The current article will present to you a trading strategy aimed at accurately pinpointing swing highs and lows that have a large chance to be followed by a reversal. It is based on Bollinger Bands, but not solely. Although prices which touch, undershoot or overshoot the Bollinger Bands are considered as high or low, you can’t rely fully on these indications because exceedingly strong trends can ride these boundaries for a protracted period. Thus, we will need additional confirmation to determine whether the move’s strength has been exhausted, or will continue its course.

As such, we will incorporate a filter which shows market exhaustion and generates a counter-trend move. We will enter the market after the price has touched one of the BB boundaries, only if the following bar does not hit a new high or low, thus is an inside bar. It signifies a period of contracted volatility, which means that the previous market move’s strength is declining and the chance for a reversal is much higher. Thus, the combination between Bollinger Bands and inside bars helps you enter on reversals by selling exceedingly high or buying exceedingly low prices. Let’s continue with the specifics.

Trade rules

chess-iconThis strategy is most commonly used on a daily time frame but everything higher than the hourly chart will also work well enough. By default, Bollinger Bands run a trackback period of 20, which is what we will use for our example as well.

The first step is to look for a point where the currency cross touches or closely undershoots the lower Bollinger Band. As soon as it happens, you need to wait and see whether the next bar’s low is higher or at most equal to the low of the bar which interacted with the Band.

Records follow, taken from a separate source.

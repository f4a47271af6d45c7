// Presentation layer - axum routes over the dashboard session and sensor service
pub mod app_state;
pub mod dashboard_handlers;
pub mod handlers;
pub mod refresh;

use crate::presentation::app_state::AppState;
use crate::presentation::dashboard_handlers::{
    clear_activity, get_activity, get_chart, get_map_svg, get_readings, get_robot,
    post_chart_refresh, post_override, post_reset, put_override_enabled, put_series_visibility,
    put_temperature_unit, put_trail_limit,
};
use crate::presentation::handlers::{
    get_control_command, get_sensor_data, health_check, post_sensor_data, queue_control_command,
    register_device,
};
use axum::{
    routing::{get, post, put},
    Router,
};
use std::sync::Arc;
use tower_http::{compression::CompressionLayer, trace::TraceLayer};

pub fn router(state: Arc<AppState>) -> Router {
    Router::new()
        .route("/api/health", get(health_check))
        .route("/api/devices", post(register_device))
        .route("/api/sensor-data", get(get_sensor_data).post(post_sensor_data))
        .route("/api/control", get(get_control_command).post(queue_control_command))
        .route("/robot", get(get_robot))
        .route("/robot/override", post(post_override))
        .route("/robot/override/enabled", put(put_override_enabled))
        .route("/robot/reset", post(post_reset))
        .route("/robot/trail-limit", put(put_trail_limit))
        .route("/robot/map.svg", get(get_map_svg))
        .route("/chart", get(get_chart))
        .route("/chart/series/:index", put(put_series_visibility))
        .route("/chart/temperature-unit", put(put_temperature_unit))
        .route("/chart/refresh", post(post_chart_refresh))
        .route("/dashboard/readings", get(get_readings))
        .route("/activity", get(get_activity).delete(clear_activity))
        .layer(TraceLayer::new_for_http())
        .layer(CompressionLayer::new())
        .with_state(state)
}
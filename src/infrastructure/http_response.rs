// HTTP error mapping - JSON `{ "error": ... }` bodies with matching status codes
use crate::application::sensor_service::SensorError;
use axum::{
    http::StatusCode,
    response::{IntoResponse, Response},
    Json,
};
use serde_json::json;

#[derive(Debug, thiserror::Error)]
pub enum ApiError {
    #[error("{0}")]
    BadRequest(String),
    #[error("{0}")]
    NotFound(String),
    #[error("Internal error")]
    Internal(#[source] anyhow::Error),
}

impl ApiError {
    pub fn status(&self) -> StatusCode {
        match self {
            ApiError::BadRequest(_) => StatusCode::BAD_REQUEST,
            ApiError::NotFound(_) => StatusCode::NOT_FOUND,
            ApiError::Internal(_) => StatusCode::INTERNAL_SERVER_ERROR,
        }
    }
}

impl From<SensorError> for ApiError {
    fn from(err: SensorError) -> Self {
        match err {
            SensorError::Repository(e) => ApiError::Internal(e),
            other => ApiError::BadRequest(other.to_string()),
        }
    }
}

impl IntoResponse for ApiError {
    fn into_response(self) -> Response {
        if let ApiError::Internal(e) = &self {
            tracing::error!("Request failed: {:#}", e);
        }
        let status = self.status();
        (status, Json(json!({ "error": self.to_string() }))).into_response()
    }
}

Moreover, its high must also be lower or at most equal to the previous bar’s high. If all these conditions are met, the second bar becomes a signal bar, and we enter on the third one, as soon as it breaks the signal bar’s high.

Our initial stop will be placed several pips below the low of the second (signal) bar in order to avoid random noise triggering it. As the price retraces back up and reaches the 20-period moving average, we trail our stop to the 20-period SMA after a bar closes on the opposite side of it. Our trade will then be exited as soon as the price reverses and crosses the SMA from above.

Thus, this strategy seems to be fairly simple to incorporate in your trading plan, which is one of its main advantages. You can easily measure your risk exposure and use it on different time frames, making it suitable for many types of traders. However, keep in mind that the shorter the time frame is accompanied by a higher chance for a false entry signal to be generated as the smaller chart encompasses less data, thus does not reflect crowd behavior entirely.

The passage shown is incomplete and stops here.